Installing the base connector requires that you have already configured Databricks CLI with the Azure Databricks platform.
- Clone the repository into Azure cloud shell
- Run the installation script
- Post Installation
- Download and configure OpenLineage Spark agent with your Azure Databricks clusters
From the Azure Portal
-
At the top of the page, click the Cloud Shell icon
Click "Confirm" if the "Switch to PowerShell in Cloud Shell" pop up appears.
-
Change directory and clone this repository into the
clouddrive
directory. If this directory is not available please follow these steps to mount a new clouddrivecd clouddrive git clone https://github.com/microsoft/Purview-ADB-Lineage-Solution-Accelerator.git
-
For internal testing you will require a github access token to generate go to github Link: https://catalyst.zoho.com/help/tutorials/githubbot/generate-access-token.html
When copying values out of GitHub to the cloud shell, be sure to choose "copy as plain text" option.
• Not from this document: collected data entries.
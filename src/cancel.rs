use std::sync::Arc;
use std::sync::atomic::AtomicBool;
use std::sync::atomic::Ordering;
use std::time::Duration;
use std::time::Instant;

/// Cooperative cancellation signal for long clustering runs.
///
/// Checked once per Lloyd iteration, never mid-iteration. Clones share the
/// same flag, so one handle can stop every trial of a robustness test or
/// every entry of a k-sweep. An optional wall-clock deadline trips the
/// signal without anyone calling [`Cancel::cancel`].
#[derive(Debug, Clone, Default)]
pub struct Cancel {
    flag: Arc<AtomicBool>,
    deadline: Option<Instant>,
}

impl Cancel {
    /// A signal that only trips when [`Cancel::cancel`] is called.
    pub fn new() -> Self {
        Self::default()
    }
    /// A signal that also trips once `budget` has elapsed from now.
    pub fn after(budget: Duration) -> Self {
        Self {
            flag: Arc::default(),
            deadline: Some(Instant::now() + budget),
        }
    }
    /// Request that every run sharing this signal stops at its next check.
    pub fn cancel(&self) {
        self.flag.store(true, Ordering::Relaxed);
    }
    /// Whether cancellation was requested or the deadline has passed.
    pub fn interrupted(&self) -> bool {
        self.flag.load(Ordering::Relaxed)
            || self
                .deadline
                .map_or(false, |deadline| Instant::now() >= deadline)
    }
}

/// Parse duration string like "30s", "5m", "2h", "1d" into Duration.
pub fn parse_duration(s: &str) -> Option<Duration> {
    let s = s.trim();
    let (num, unit) = s.split_at(s.len().saturating_sub(1));
    let value: u64 = num.parse().ok()?;
    match unit {
        "s" => Some(Duration::from_secs(value)),
        "m" => Some(Duration::from_secs(value * 60)),
        "h" => Some(Duration::from_secs(value * 3600)),
        "d" => Some(Duration::from_secs(value * 86400)),
        _ => None,
    }
}

#[cfg(test)]
mod tests {
    use super::*;

    #[test]
    fn clones_share_the_flag() {
        let cancel = Cancel::new();
        let clone = cancel.clone();
        assert!(!clone.interrupted());
        cancel.cancel();
        assert!(clone.interrupted());
    }

    #[test]
    fn expired_deadline_interrupts() {
        assert!(Cancel::after(Duration::ZERO).interrupted());
        assert!(!Cancel::after(Duration::from_secs(3600)).interrupted());
    }

    #[test]
    fn durations_parse_with_unit_suffix() {
        assert_eq!(parse_duration("30s"), Some(Duration::from_secs(30)));
        assert_eq!(parse_duration("5m"), Some(Duration::from_secs(300)));
        assert_eq!(parse_duration("2h"), Some(Duration::from_secs(7200)));
        assert_eq!(parse_duration("2x"), None);
        assert_eq!(parse_duration(""), None);
    }
}
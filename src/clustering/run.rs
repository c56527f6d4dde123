use crate::Energy;
use crate::Histogram;
use serde::Deserialize;
use serde::Serialize;

/// Outcome of one `cluster` call.
///
/// `labels[i]` is the cluster of sample `i`, always in `[0, k)`, computed
/// against the returned centroids. `inertia` is the (weighted) sum of
/// sample-to-centroid distances under the same assignment.
///
/// Non-convergence, degenerate clusters and cancellation are reported here
/// rather than raised.
#[derive(Debug, Clone, PartialEq, Serialize, Deserialize)]
pub struct RunResult {
    centroids: Vec<Histogram>,
    labels: Vec<usize>,
    inertia: Energy,
    iterations: usize,
    converged: bool,
    cancelled: bool,
    degenerate: Vec<usize>,
}

impl RunResult {
    pub(crate) fn new(
        centroids: Vec<Histogram>,
        labels: Vec<usize>,
        inertia: Energy,
        iterations: usize,
        converged: bool,
    ) -> Self {
        let mut sizes = vec![0usize; centroids.len()];
        labels.iter().for_each(|j| sizes[*j] += 1);
        let degenerate = sizes
            .iter()
            .enumerate()
            .filter(|(_, size)| **size == 0)
            .map(|(j, _)| j)
            .collect();
        Self {
            centroids,
            labels,
            inertia,
            iterations,
            converged,
            cancelled: false,
            degenerate,
        }
    }
    /// Marks a result returned early because the caller cancelled.
    pub(crate) fn cancel(mut self) -> Self {
        self.converged = false;
        self.cancelled = true;
        self
    }

    pub fn k(&self) -> usize {
        self.centroids.len()
    }
    pub fn centroids(&self) -> &[Histogram] {
        &self.centroids
    }
    pub fn centroid(&self, j: usize) -> &Histogram {
        &self.centroids[j]
    }
    pub fn labels(&self) -> &[usize] {
        &self.labels
    }
    pub fn inertia(&self) -> Energy {
        self.inertia
    }
    /// Lloyd iterations performed by the winning initialization.
    pub fn iterations(&self) -> usize {
        self.iterations
    }
    pub fn converged(&self) -> bool {
        self.converged
    }
    pub fn cancelled(&self) -> bool {
        self.cancelled
    }
    /// Clusters with no members in the final assignment.
    pub fn degenerate(&self) -> &[usize] {
        &self.degenerate
    }
    pub fn is_degenerate(&self, j: usize) -> bool {
        self.degenerate.contains(&j)
    }
    /// Member count of every cluster.
    pub fn sizes(&self) -> Vec<usize> {
        let mut sizes = vec![0; self.k()];
        self.labels.iter().for_each(|j| sizes[*j] += 1);
        sizes
    }
    /// Sample indices assigned to cluster `j`, in sample order.
    pub fn members(&self, j: usize) -> impl Iterator<Item = usize> + '_ {
        self.labels
            .iter()
            .enumerate()
            .filter(move |(_, l)| **l == j)
            .map(|(i, _)| i)
    }
}

#[cfg(test)]
mod tests {
    use super::*;
    use crate::Shape;

    #[test]
    fn empty_clusters_are_degenerate() {
        let shape = Shape::new(1, 2);
        let c = vec![Histogram::new(shape, vec![1., 0.]).unwrap(); 3];
        let run = RunResult::new(c, vec![0, 2, 0], 0., 1, true);
        assert_eq!(run.degenerate(), &[1]);
        assert_eq!(run.sizes(), vec![2, 0, 1]);
        assert_eq!(run.members(0).collect::<Vec<_>>(), vec![0, 2]);
    }

    #[test]
    fn degenerate_agrees_with_sizes() {
        let shape = Shape::new(1, 2);
        let c = vec![Histogram::new(shape, vec![1., 0.]).unwrap(); 5];
        let run = RunResult::new(c, vec![4, 4, 1, 4, 1, 1], 0., 1, true);
        let empty = run
            .sizes()
            .into_iter()
            .enumerate()
            .filter(|(_, n)| *n == 0)
            .map(|(j, _)| j)
            .collect::<Vec<usize>>();
        assert_eq!(run.degenerate(), empty.as_slice());
        assert_eq!(run.degenerate(), &[0, 2, 3]);
    }

    #[test]
    fn cancel_clears_converged() {
        let shape = Shape::new(1, 2);
        let c = vec![Histogram::new(shape, vec![1., 0.]).unwrap()];
        let run = RunResult::new(c, vec![0], 0., 1, true).cancel();
        assert!(run.cancelled());
        assert!(!run.converged());
    }
}
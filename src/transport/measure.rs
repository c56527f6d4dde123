use super::support::Support;
use crate::Energy;

/// Ground metric between elements of two support spaces.
///
/// Defines the cost of transporting one unit of mass from a point in
/// the source space to a point in the target space. This is the "ground cost"
/// that optimal transport algorithms minimize over.
///
/// While `X` and `Y` are the same bin grid for histogram comparison, the
/// trait allows source and target to live in different spaces.
pub trait Measure {
    /// Source support space.
    type X: Support;
    /// Target support space.
    type Y: Support;
    /// Returns the cost of transporting mass from `x` to `y`.
    fn distance(&self, x: &Self::X, y: &Self::Y) -> Energy;
}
On first run of the git clone command, you will be prompted to enter your GitHub username and password
Enter your GitHub username and hit "Enter"
For the password, copy and past the access token created in the previous step. NOTE: The password field will look empty after you enter the token
Cloning into 'Purview-ADB-Lineage-Solution-Accelerator'... Username for 'https://github.com': <UserName> Password for 'https://<UserName>@github.com': <AccessToken>
Note: These steps are only required for MS internal employees accessing the private repo. They will not be required for customer access.
-
Set the Azure subscription you want to use:
az account set --subscription <SubscriptionID>
-
If needed, create a new working Resource Group:
az group create --name <ResourceGroupName> --location <ResourceGroupLocation>
-
Change into the deployment directory:
cd clouddrive/Purview-ADB-Lineage-Solution-Accelerator/deployment/infra/
-
Deploy solution resources:
az deployment group create --resource-group <ResorceGroupName> --template-file "./newdeploymenttemp.json" --parameters purviewName=<ExistingPurviewServiceName>
- A prompt will ask you to provide the following:
- Prefix (this is added to service names)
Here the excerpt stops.